>>>>>
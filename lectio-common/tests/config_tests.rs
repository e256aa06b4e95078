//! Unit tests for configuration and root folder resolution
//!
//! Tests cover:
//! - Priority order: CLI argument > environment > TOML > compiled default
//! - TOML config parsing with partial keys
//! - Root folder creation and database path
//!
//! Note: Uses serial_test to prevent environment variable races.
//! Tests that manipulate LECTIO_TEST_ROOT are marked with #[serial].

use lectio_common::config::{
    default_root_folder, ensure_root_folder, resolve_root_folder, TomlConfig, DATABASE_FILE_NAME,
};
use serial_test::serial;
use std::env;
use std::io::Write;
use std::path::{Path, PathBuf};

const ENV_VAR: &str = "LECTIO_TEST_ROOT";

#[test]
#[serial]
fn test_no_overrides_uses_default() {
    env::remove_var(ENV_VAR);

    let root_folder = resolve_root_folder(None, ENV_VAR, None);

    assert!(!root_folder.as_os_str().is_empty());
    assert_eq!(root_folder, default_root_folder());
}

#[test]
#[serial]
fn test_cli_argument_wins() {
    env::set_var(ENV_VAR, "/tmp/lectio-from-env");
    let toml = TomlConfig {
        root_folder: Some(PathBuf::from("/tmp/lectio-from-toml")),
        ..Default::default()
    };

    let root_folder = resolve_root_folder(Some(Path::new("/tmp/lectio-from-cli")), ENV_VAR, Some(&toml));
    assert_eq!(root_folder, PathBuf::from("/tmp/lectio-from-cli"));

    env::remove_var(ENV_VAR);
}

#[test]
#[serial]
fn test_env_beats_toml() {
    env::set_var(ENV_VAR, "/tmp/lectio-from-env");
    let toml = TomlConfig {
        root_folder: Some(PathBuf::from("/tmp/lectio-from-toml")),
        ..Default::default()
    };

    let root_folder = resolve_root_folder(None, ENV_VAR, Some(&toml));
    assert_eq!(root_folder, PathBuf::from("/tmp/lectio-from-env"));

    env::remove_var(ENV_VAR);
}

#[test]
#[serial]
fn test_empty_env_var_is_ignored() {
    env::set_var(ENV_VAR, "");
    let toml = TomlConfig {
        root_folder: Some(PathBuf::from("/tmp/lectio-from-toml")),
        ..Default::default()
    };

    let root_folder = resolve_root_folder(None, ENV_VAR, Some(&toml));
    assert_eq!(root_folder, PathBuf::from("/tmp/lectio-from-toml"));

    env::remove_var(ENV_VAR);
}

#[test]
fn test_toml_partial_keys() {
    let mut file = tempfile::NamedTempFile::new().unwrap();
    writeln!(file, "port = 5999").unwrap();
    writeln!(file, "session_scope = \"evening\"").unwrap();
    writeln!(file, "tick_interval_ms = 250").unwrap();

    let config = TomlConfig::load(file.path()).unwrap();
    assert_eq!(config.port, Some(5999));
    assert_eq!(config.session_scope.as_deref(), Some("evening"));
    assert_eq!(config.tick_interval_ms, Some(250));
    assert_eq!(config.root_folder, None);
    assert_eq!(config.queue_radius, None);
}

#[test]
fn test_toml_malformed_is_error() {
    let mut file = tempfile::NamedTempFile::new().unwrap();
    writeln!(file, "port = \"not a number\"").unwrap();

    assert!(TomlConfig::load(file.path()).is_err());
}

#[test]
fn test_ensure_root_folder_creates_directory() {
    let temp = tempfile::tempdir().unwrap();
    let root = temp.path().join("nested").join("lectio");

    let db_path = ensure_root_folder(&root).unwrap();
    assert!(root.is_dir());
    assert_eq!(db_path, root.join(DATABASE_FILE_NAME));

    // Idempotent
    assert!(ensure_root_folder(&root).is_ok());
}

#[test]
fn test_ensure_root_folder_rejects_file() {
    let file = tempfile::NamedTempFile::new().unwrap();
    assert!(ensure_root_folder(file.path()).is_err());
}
<<<<<
>>>>>
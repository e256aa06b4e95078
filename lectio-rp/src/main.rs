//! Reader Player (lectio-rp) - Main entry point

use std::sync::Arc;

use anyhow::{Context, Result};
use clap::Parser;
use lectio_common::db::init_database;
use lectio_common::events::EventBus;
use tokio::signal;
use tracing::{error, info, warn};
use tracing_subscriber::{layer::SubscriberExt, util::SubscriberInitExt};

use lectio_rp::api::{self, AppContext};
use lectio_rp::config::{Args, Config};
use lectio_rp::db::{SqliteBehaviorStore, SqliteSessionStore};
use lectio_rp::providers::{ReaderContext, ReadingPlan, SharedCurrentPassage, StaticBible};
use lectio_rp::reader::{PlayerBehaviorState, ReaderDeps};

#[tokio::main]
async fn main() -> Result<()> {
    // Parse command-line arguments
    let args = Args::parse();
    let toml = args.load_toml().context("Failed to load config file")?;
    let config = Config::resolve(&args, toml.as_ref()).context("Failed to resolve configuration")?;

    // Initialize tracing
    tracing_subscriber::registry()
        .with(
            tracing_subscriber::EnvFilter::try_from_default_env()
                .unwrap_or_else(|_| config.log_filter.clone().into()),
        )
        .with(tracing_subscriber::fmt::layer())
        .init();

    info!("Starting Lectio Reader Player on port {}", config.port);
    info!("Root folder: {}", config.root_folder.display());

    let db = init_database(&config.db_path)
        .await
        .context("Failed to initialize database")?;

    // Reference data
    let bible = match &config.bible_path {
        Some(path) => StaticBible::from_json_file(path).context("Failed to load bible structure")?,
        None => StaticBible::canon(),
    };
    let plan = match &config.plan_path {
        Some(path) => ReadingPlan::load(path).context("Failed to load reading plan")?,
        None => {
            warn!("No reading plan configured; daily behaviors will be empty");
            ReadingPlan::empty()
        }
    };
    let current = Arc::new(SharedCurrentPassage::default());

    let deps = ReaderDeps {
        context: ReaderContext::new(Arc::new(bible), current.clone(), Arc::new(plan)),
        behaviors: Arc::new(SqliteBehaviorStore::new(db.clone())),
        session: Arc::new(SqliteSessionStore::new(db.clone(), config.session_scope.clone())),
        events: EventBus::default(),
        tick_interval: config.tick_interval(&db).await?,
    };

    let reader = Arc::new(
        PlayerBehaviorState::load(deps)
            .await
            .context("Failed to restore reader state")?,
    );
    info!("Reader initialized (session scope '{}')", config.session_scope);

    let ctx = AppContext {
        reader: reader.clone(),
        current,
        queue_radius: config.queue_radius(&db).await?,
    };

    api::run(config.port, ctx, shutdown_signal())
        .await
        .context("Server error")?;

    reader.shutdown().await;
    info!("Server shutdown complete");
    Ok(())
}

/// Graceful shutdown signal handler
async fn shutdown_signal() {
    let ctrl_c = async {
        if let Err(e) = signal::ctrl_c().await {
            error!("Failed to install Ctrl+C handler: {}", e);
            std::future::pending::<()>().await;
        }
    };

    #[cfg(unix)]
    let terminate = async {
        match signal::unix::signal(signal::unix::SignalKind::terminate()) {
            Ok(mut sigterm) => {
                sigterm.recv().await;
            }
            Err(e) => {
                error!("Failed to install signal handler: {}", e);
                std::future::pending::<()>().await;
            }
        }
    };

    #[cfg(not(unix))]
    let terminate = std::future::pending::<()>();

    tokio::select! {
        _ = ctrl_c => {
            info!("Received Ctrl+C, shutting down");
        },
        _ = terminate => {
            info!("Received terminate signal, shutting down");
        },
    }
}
<<<<<
>>>>>
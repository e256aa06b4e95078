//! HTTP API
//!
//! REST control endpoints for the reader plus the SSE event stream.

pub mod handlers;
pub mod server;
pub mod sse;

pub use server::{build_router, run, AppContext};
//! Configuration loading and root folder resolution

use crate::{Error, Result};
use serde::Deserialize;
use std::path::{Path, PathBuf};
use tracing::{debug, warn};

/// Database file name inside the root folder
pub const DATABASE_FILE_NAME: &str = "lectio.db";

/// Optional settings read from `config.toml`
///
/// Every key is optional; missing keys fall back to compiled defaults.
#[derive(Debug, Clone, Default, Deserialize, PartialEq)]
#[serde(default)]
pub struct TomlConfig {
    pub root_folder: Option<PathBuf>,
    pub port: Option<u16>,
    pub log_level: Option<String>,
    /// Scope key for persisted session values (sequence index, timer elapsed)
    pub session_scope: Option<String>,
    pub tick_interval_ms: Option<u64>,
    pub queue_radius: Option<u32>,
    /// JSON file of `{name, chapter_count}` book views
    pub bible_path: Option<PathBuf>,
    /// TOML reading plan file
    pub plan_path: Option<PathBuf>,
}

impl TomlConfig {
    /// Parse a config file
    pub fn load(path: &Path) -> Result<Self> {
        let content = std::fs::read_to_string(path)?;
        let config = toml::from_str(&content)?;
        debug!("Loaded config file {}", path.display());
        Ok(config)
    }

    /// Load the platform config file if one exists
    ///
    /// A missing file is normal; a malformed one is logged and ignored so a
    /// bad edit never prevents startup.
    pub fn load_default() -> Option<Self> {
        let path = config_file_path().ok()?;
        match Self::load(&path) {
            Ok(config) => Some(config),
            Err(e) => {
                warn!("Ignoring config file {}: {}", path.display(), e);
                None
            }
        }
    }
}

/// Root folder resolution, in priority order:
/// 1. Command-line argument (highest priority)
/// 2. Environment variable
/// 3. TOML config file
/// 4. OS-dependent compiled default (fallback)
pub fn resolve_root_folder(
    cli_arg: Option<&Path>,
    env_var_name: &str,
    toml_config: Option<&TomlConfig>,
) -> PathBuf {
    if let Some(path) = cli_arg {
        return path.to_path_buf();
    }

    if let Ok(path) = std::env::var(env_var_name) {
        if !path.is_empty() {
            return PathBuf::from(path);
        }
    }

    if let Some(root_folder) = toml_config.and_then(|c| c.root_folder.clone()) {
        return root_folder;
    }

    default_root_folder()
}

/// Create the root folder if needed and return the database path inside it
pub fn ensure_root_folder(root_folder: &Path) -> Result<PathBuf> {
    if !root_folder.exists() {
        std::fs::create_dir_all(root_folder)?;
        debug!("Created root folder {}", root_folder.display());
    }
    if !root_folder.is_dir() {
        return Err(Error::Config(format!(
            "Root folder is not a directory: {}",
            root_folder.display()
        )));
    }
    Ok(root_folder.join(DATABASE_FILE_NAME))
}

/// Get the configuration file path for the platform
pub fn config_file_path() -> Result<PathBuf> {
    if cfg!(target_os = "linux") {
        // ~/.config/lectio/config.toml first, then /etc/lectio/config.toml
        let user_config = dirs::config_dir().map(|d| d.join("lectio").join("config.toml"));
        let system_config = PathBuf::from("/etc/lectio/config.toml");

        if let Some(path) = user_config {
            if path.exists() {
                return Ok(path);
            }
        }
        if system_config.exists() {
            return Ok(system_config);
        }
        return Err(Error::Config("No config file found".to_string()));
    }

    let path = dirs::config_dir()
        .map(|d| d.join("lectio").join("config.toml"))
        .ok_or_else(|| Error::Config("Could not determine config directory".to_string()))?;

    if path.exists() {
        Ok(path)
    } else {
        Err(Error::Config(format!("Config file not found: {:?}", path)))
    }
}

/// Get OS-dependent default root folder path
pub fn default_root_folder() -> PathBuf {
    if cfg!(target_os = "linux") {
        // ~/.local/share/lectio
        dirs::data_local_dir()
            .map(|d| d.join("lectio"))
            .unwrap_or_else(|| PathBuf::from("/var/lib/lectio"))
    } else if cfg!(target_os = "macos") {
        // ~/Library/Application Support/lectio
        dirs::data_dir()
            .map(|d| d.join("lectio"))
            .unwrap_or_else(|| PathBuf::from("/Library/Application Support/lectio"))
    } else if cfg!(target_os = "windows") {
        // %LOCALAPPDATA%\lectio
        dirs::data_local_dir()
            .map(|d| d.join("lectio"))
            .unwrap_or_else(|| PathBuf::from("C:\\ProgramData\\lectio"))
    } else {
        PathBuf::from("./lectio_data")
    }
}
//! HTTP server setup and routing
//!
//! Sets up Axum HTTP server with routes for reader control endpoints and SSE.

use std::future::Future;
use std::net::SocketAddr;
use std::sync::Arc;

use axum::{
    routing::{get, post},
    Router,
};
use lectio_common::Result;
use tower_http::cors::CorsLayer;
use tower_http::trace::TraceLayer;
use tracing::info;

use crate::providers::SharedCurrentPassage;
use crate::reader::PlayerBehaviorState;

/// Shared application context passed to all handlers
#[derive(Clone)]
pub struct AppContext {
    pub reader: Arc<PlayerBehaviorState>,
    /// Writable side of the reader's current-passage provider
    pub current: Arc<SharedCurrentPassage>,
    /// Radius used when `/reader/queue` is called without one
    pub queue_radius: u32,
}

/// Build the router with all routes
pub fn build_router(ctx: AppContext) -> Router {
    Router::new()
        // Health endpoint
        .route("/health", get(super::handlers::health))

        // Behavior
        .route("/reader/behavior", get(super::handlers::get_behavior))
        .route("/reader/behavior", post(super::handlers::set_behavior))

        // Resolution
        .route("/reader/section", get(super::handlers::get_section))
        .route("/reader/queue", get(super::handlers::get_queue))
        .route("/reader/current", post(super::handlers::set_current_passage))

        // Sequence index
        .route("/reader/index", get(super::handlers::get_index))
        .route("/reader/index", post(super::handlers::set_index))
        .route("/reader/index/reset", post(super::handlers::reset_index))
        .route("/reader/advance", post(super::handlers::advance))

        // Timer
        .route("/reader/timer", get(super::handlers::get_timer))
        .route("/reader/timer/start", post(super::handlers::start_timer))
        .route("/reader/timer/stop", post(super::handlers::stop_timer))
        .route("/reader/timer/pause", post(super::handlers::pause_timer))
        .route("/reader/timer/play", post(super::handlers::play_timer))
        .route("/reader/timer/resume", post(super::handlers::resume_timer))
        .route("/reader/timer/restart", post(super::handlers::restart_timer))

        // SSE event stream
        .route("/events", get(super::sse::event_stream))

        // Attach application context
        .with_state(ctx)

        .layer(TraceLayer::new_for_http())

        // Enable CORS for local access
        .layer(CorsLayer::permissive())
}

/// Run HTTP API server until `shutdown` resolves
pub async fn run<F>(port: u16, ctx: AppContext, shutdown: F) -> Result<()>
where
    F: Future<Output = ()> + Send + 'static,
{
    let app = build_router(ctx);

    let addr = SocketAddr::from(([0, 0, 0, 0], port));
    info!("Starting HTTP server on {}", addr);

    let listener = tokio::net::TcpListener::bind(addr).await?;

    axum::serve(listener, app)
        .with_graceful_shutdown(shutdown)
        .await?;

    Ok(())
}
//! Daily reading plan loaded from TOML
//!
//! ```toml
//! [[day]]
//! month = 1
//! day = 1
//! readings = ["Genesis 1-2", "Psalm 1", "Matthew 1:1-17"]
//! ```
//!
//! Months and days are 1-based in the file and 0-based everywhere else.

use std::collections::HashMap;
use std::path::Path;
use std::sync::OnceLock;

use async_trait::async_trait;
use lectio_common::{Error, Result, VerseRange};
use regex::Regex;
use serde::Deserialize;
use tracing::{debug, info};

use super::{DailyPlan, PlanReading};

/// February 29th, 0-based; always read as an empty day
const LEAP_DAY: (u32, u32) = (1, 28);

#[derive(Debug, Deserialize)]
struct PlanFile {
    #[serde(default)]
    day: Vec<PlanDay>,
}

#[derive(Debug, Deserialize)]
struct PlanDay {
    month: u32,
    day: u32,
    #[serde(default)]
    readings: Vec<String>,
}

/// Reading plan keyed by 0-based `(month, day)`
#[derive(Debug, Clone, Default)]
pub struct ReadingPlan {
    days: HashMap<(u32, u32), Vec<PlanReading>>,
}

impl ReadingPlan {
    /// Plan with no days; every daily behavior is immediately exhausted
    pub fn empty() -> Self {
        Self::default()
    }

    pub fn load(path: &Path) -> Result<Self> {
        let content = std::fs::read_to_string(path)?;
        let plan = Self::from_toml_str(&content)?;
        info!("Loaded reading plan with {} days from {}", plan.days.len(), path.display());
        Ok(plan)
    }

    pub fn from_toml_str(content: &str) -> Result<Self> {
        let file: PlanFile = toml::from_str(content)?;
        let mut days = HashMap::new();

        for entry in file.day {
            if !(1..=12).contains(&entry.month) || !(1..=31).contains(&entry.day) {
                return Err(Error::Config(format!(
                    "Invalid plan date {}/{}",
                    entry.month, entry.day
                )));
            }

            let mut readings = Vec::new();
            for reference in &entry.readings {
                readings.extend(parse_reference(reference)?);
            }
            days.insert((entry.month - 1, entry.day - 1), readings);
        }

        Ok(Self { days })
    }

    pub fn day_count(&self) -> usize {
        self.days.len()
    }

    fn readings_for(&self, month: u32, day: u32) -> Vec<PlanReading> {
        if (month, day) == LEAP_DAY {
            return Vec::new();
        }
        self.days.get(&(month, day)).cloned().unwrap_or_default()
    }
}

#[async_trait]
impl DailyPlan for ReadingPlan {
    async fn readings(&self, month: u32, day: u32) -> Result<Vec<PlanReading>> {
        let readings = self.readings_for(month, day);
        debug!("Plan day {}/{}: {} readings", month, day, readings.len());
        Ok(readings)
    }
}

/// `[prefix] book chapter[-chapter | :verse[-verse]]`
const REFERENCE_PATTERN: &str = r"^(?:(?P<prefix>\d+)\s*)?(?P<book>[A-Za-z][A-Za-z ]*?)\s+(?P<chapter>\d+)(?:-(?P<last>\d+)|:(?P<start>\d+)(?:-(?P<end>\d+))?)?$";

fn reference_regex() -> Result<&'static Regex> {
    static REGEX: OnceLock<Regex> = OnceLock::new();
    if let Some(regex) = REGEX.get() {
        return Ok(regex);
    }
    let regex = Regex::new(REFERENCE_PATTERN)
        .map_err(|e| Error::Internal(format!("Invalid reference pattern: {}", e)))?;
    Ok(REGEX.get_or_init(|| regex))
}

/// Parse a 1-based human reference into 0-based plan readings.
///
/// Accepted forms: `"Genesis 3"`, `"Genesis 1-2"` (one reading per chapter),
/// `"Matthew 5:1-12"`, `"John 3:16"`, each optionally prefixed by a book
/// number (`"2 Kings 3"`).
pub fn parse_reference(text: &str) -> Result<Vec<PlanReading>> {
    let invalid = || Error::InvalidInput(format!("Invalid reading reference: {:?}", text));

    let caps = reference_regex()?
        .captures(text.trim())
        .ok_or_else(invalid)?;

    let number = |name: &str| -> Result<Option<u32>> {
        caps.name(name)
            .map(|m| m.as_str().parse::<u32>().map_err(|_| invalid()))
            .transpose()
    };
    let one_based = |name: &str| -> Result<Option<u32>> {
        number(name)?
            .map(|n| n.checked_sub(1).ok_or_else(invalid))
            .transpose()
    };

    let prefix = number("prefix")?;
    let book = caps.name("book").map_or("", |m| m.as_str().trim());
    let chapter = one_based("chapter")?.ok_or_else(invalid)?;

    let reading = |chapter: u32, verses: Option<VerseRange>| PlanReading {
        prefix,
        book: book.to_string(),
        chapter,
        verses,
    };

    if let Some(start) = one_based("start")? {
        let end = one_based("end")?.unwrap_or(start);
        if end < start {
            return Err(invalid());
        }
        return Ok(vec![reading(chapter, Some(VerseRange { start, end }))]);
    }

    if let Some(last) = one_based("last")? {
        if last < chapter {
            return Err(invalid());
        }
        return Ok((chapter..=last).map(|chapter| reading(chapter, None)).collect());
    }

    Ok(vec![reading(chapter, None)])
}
<<<<<
▸ **WORK ORDER**:
Reply with the number of lines in the data above that contain "into", and with nothing else.

▸ **TASK RESULT**:
2